Child of the 80’s or the Kingdom?
Similar to everyone in life, I’m embracing my age on an annual basis. It’s an interesting facet of life, isn’t it? One year is hardly enough time to really, truly realize your age and more so, to fully realize the experiences that you have while you are that age. Maybe this recent encounter – flashback would be more like it – will help connect the dots.
My newest interest has been making playlists on my iPod. I know, I know…you wondering just how slow I am? Well, I am a slow learner, but that’s not the point. The point is, as ‘mix tapes’ were to me in the 80’s – so goes the playlists on my iPod now! Seriously, there IS an art to a quality mix-tape and the same goes for an iPod playlist. It’s obvious by now: I’m a child of the 80’s.
On a recent trip home, I was sitting in the Phoenix airport waiting for my connection and I felt this real sense of urgency to make an 80’s playlist. Everything song you can think of – within reason (and budget). So, I got onto iTunes music store and began selecting songs and downloading. First song, “Against All Odds” by Phil Collins. Second song, “Don’t You Forget About Me” by Simple Minds (classic drum fill – a must have). Third song, “Things Can Only Get Better” by Howard Jones. And the list went on and on. The verdict is still not in on my 80s jams playlist, which basically means my wife hasn’t heard it yet. ;)
Once the plane was in the air, I got out my iPod and decided to take a listen to my new playlist. Every song took me back in time to places that I hadn’t been in a while. Good times and bad times. When the song “Things Can Only Get Better” came on, I started remembering back to a trip my family took to Florida. We were visiting my grandparents. I had a mix tape that I was listening to on my Sony Walkman and it was made up of songs that I had recorded off the radio. One of those songs was “Things Can Only Get Better”. The song just put me in a good mood then…and as I began to realize on this plane, it was doing it now as well.
In the middle of passive listening, I became active when I heard Howard Jones sing, “And do you feel scared? I do, but I won’t stop and falter. And if we throw it all away, things can only get better.”
I immediately paused my iPod and felt like I REALLY needed to listen to these words.
I started the song over and started listening very closely to the words. This was something I had not done in 1985, probably because I was in seventh grade at the time. Whatever the case, this song was stirring my thought process.
Is it possible that my attraction to this song in 1985, even without really knowing the words was something God knew I would revisit in order to confirm a Kingdom principle I’m dealing with in 2007?
While listening closely to the words of this song, all I could hear is another ‘hit song’ (the Gospel…if you will). “Whoever finds their life will lose it, and whoever loses their life for my sake will find it.” (Matthew 10:39 TNIV) Howard Jones’ song is about surrender. It’s about the theology of weakness. It’s about the one of the things that we share as humanity: brokenness. It’s about the path to wholeness and initiating the Kingdom on earth as it is in heaven. It’s about surrender.
Check out the lyrics:
Were not scared to lose it all, security throw through the wall.

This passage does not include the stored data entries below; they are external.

//! Orchestration of one generation run.
//!
//! A run resolves its configuration, composes one file tree per service or
//! module, and writes the trees one after another. A tree is always written
//! completely before the next one starts.

use std::path::PathBuf;
use std::time::{Duration, Instant};

use log::{debug, info, warn};

use crate::composer::{
    apply_usecase_tree, module_tree, monorepo_tree, service_tree, usecase_file_name, usecase_tree,
};
use crate::config::{ConfigHeader, HandlerConfig, ModuleConfig, ServiceConfig};
use crate::error::{Error, Result};
use crate::naming::{clean_path_segment, validate_name};
use crate::params::{InvocationParameters, Scope};
use crate::renderer::TemplateRenderer;
use crate::tree::{FileNode, TreeWriter, WriteReport};

/// A composed tree together with the directory it is written below.
#[derive(Debug)]
pub struct Job {
    pub root: PathBuf,
    pub tree: FileNode,
}

impl Job {
    fn new(root: PathBuf, tree: FileNode) -> Self {
        Self { root, tree }
    }
}

pub struct Generator<'a> {
    renderer: &'a dyn TemplateRenderer,
    timeout: Option<Duration>,
}

impl<'a> Generator<'a> {
    pub fn new(renderer: &'a dyn TemplateRenderer) -> Self {
        Self {
            renderer,
            timeout: None,
        }
    }

    /// Bounds the run; the deadline is checked before each tree is written.
    pub fn with_timeout(mut self, timeout: Duration) -> Self {
        self.timeout = Some(timeout);
        self
    }

    /// Executes the requested scope.
    ///
    /// # Returns
    /// * `Result<WriteReport>` - Files written and kept by the run
    ///
    /// # Errors
    /// * Validation and configuration errors before anything is written
    /// * `Error::IoError` as soon as a filesystem operation fails
    /// * `Error::TimeoutError` if the deadline passes between two trees
    /// * `Error::IncompleteGenerationError` if any file failed to render;
    ///   every other file is still written
    pub fn run(&self, params: &InvocationParameters) -> Result<WriteReport> {
        let started = Instant::now();
        let jobs = plan(params)?;
        let writer = TreeWriter::new(self.renderer);

        let mut report = WriteReport::default();
        for job in &jobs {
            if let Some(timeout) = self.timeout {
                if started.elapsed() > timeout {
                    return Err(Error::TimeoutError(timeout));
                }
            }
            debug!("Writing tree below {}", job.root.display());
            report.absorb(writer.write(&job.tree, &job.root)?);
        }

        info!(
            "{} files written, {} skipped in {:?}",
            report.written.len(),
            report.skipped.len(),
            started.elapsed()
        );
        if !report.failed.is_empty() {
            return Err(Error::IncompleteGenerationError {
                failed: report.failed.len(),
            });
        }
        Ok(report)
    }
}

/// Resolves the configuration of a run and composes its trees without
/// touching the filesystem beyond existence checks.
pub fn plan(params: &InvocationParameters) -> Result<Vec<Job>> {
    let mut params = params.clone();
    if !matches!(params.scope, Scope::InitMonorepo | Scope::InitService) && !params.monorepo {
        params.infer_service_name()?;
    }

    match params.scope {
        Scope::InitMonorepo => plan_init_monorepo(&params),
        Scope::InitService => plan_init_service(&params),
        Scope::AddModule => plan_add_module(&params),
        Scope::AddHandler => plan_add_handler(&params),
        Scope::AddUsecase => plan_add_usecase(&params),
        Scope::ApplyUsecase => plan_apply_usecase(&params),
    }
}

fn plan_init_monorepo(params: &InvocationParameters) -> Result<Vec<Job>> {
    let header = ConfigHeader::from_parameters(params);
    Ok(vec![Job::new(params.output_dir.clone(), monorepo_tree(&header)?)])
}

fn plan_init_service(params: &InvocationParameters) -> Result<Vec<Job>> {
    let service = ServiceConfig::from_parameters(params)?;
    let root = params.resolve_output_root();
    let names: Vec<String> = service.modules.iter().map(|m| m.module_name.clone()).collect();

    let mut jobs = vec![Job::new(
        root.clone(),
        service_tree(&service, &names, false, params.with_go_mod)?,
    )];
    for module in &service.modules {
        jobs.push(Job::new(root.clone(), module_tree(&service, module)?));
    }
    Ok(jobs)
}

fn plan_add_module(params: &InvocationParameters) -> Result<Vec<Job>> {
    params.validate_service_exists()?;
    let mut service = ServiceConfig::from_parameters(params)?;
    let root = params.resolve_output_root();
    let wired = HandlerConfig::detect_dependencies(root.join("internal").join("service.go"))?;
    service.handlers.merge(&wired);
    for module in &mut service.modules {
        module.handlers.merge(&wired);
    }

    let mut names = params.existing_modules()?;
    for module in &mut service.modules {
        if names.contains(&module.module_name) {
            warn!("Module '{}' already exists, skipping", module.module_name);
            module.skip = true;
        } else {
            names.push(module.module_name.clone());
        }
    }

    let mut jobs = vec![Job::new(
        root.clone(),
        service_tree(&service, &names, true, params.with_go_mod)?,
    )];
    for module in &service.modules {
        jobs.push(Job::new(root.clone(), module_tree(&service, module)?));
    }
    Ok(jobs)
}

/// Service configuration narrowed to the single module a module-level scope
/// works on, carrying the handler set found on disk.
fn existing_module(params: &InvocationParameters) -> Result<(ServiceConfig, ModuleConfig)> {
    params.validate_service_exists()?;
    let module_name = clean_path_segment(params.target_module()?);
    params.validate_module_exists(&module_name);

    let mut service = ServiceConfig::from_parameters(params)?;
    let mut module = match service.modules.pop() {
        Some(module) => module,
        None => {
            return Err(Error::ConfigError(format!(
                "module '{module_name}' is not part of the configuration"
            )))
        }
    };
    let detected = HandlerConfig::detect(params.module_dir(&module_name));
    module.handlers = module.handlers.with_handlers_of(&detected);
    service.handlers = service.handlers.with_handlers_of(&detected);
    service.modules.push(module.clone());
    Ok((service, module))
}

fn plan_add_handler(params: &InvocationParameters) -> Result<Vec<Job>> {
    params.target_module()?;
    let requested = ServiceConfig::from_parameters(params)?
        .modules
        .pop()
        .map(|m| m.handlers)
        .unwrap_or_default();
    if !requested.is_delivery_active() && !requested.is_worker_active() {
        return Err(Error::ConfigError(
            "no handler selected, pass at least one handler flag".to_string(),
        ));
    }

    let (mut service, mut module) = existing_module(params)?;
    service.disable_all_handlers();
    module.handlers.merge_handlers(&requested);
    service.handlers.merge_handlers(&module.handlers);
    service.modules = vec![module.clone()];
    debug!("Handlers of module '{}' after merge: {:?}", module.module_name, module.handlers);

    Ok(vec![Job::new(params.resolve_output_root(), module_tree(&service, &module)?)])
}

fn plan_add_usecase(params: &InvocationParameters) -> Result<Vec<Job>> {
    let usecase = params.usecase_name()?;
    validate_name("use case", usecase)?;
    let (service, module) = existing_module(params)?;
    Ok(vec![Job::new(
        params.resolve_output_root(),
        usecase_tree(&service, &module, usecase)?,
    )])
}

fn plan_apply_usecase(params: &InvocationParameters) -> Result<Vec<Job>> {
    let usecase = params.usecase_name()?;
    validate_name("use case", usecase)?;
    let (service, module) = existing_module(params)?;

    let usecase_file = params
        .module_dir(&module.module_name)
        .join("usecase")
        .join(usecase_file_name(usecase));
    if !usecase_file.is_file() {
        return Err(Error::ConfigError(format!(
            "use case '{}' not found at {}, run add-usecase first",
            usecase,
            usecase_file.display()
        )));
    }
    if !module.handlers.is_delivery_active() {
        return Err(Error::ConfigError(format!(
            "module '{}' has no delivery handler to apply '{}' to",
            module.module_name, usecase
        )));
    }

    Ok(vec![Job::new(
        params.resolve_output_root(),
        apply_usecase_tree(&service, &module, usecase)?,
    )])
}

/// Resolved configuration of a run as pretty JSON.
pub fn describe(params: &InvocationParameters) -> Result<String> {
    ServiceConfig::from_parameters(params)?.to_json_string()
}

#[cfg(test)]
mod tests {
    use super::*;
    use crate::constants::MODULES_DIR;
    use tempfile::TempDir;

    fn params(scope: Scope, output: &TempDir) -> InvocationParameters {
        InvocationParameters {
            scope,
            service_name: "shop".to_string(),
            module_names: vec!["billing".to_string()],
            output_dir: output.path().to_path_buf(),
            go_version: Some("1.22".to_string()),
            year: Some(2024),
            ..InvocationParameters::default()
        }
    }

    #[test]
    fn test_plan_init_service_has_one_tree_per_module() {
        let temp_dir = TempDir::new().unwrap();
        let mut params = params(Scope::InitService, &temp_dir);
        params.module_names.push("invoice".to_string());

        let jobs = plan(&params).unwrap();
        assert_eq!(jobs.len(), 3);
        assert!(jobs.iter().all(|job| job.root == temp_dir.path().join("shop")));
    }

    #[test]
    fn test_plan_add_module_requires_service() {
        let temp_dir = TempDir::new().unwrap();
        let params = params(Scope::AddModule, &temp_dir);
        assert!(matches!(
            plan(&params),
            Err(Error::ServiceNotFoundError { .. })
        ));
    }

    #[test]
    fn test_plan_add_module_skips_existing_modules() {
        let temp_dir = TempDir::new().unwrap();
        std::fs::create_dir_all(temp_dir.path().join(MODULES_DIR).join("billing")).unwrap();

        let mut params = params(Scope::AddModule, &temp_dir);
        params.module_names.push("invoice".to_string());
        let jobs = plan(&params).unwrap();

        assert!(jobs[1].tree.skip_all);
        assert!(!jobs[2].tree.skip_all);
        assert!(jobs[0].tree.find("cmd/shop/main.go").unwrap().skip);
    }

    #[test]
    fn test_plan_add_handler_requires_a_handler() {
        let temp_dir = TempDir::new().unwrap();
        let params = params(Scope::AddHandler, &temp_dir);
        assert!(matches!(plan(&params), Err(Error::ConfigError(_))));
    }

    #[test]
    fn test_plan_apply_usecase_requires_usecase_file() {
        let temp_dir = TempDir::new().unwrap();
        let module_dir = temp_dir.path().join(MODULES_DIR).join("billing");
        std::fs::create_dir_all(module_dir.join("delivery/resthandler")).unwrap();

        let mut params = params(Scope::ApplyUsecase, &temp_dir);
        params.usecase_name = Some("create_invoice".to_string());
        assert!(matches!(plan(&params), Err(Error::ConfigError(_))));

        std::fs::create_dir_all(module_dir.join("usecase")).unwrap();
        std::fs::write(module_dir.join("usecase/create_invoice.go"), "package usecase\n").unwrap();
        let jobs = plan(&params).unwrap();
        assert!(jobs[0]
            .tree
            .find("internal/modules/billing/delivery/resthandler/create_invoice.go")
            .is_some());
    }

    #[test]
    fn test_describe_outputs_json() {
        let temp_dir = TempDir::new().unwrap();
        let json = describe(&params(Scope::InitService, &temp_dir)).unwrap();
        let value: serde_json::Value = serde_json::from_str(&json).unwrap();
        assert_eq!(value["service_name"], "shop");
        assert_eq!(value["modules"][0]["module_name"], "billing");
    }
}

Future dreams we have to realize.
A thousand skeptic hands won’t keep us from the things we plan,
unless were clinging to the things we prize
And do you feel scared? I do, but I wont stop and falter.
And if we threw it all away, things can only get better.
Treating today as though it was the last, the final show.
Get to sixty and feel no regret.
It may take a little time, a lonely path, an uphill climb.
Success or failure will not alter it.
And do you feel scared? I do, but I wont stop and falter.
And if we threw it all away, things can only get better.
The words create tension by challenging us to face our fears and at the same time encourage us to unify and build community around that same fear. The words are convicting and yet the music feels like a celebration. It’s a beautiful paradox. Remind you of something? Better yet, remind you of Someone?
Henri Nouwen wrote these words when reflecting on Jesus: “We are living in this short time. We can live in it creatively when we live it…detached from the results of our work. And when we live it…crying with those who weep and wail. But it is the expectation of his return which molds our solitude and care into a preparation for the day of great joy.”
It is in surrender that we find security.
It is in fear that we find courage.
It is in weakness and vulnerability that we find strength.
It is in dying that we are born.
If you and I can throw it all away for the sake of showing this world a new community - a new humanity, things can only get better.
We WILL be the salt.
We WILL be the light.
We WILL be the makers of peace.
We WILL be the very thing that creation longs for.
Our calling is invigorating and altogether frightening. Do you feel scared? I do. But I won’t stop and falter.
So, what about this encounter connects the dots?
I find it really interesting that a song that I loved when I was 14-years-old (and wasn’t really paying attention to any of the words, I just loved the groove) is NOW speaking volumes to me 21 years later. It’s just another reminder that even though I really didn’t know Jesus in 1985, He knew me. Even though I consider myself a child of the 80’s, He cleared the way for me to be a child of God – a citizen of His Kingdom and a son of God.


1 Comments:
Howard Jones and Henri Nouwen all in one post. Excellent.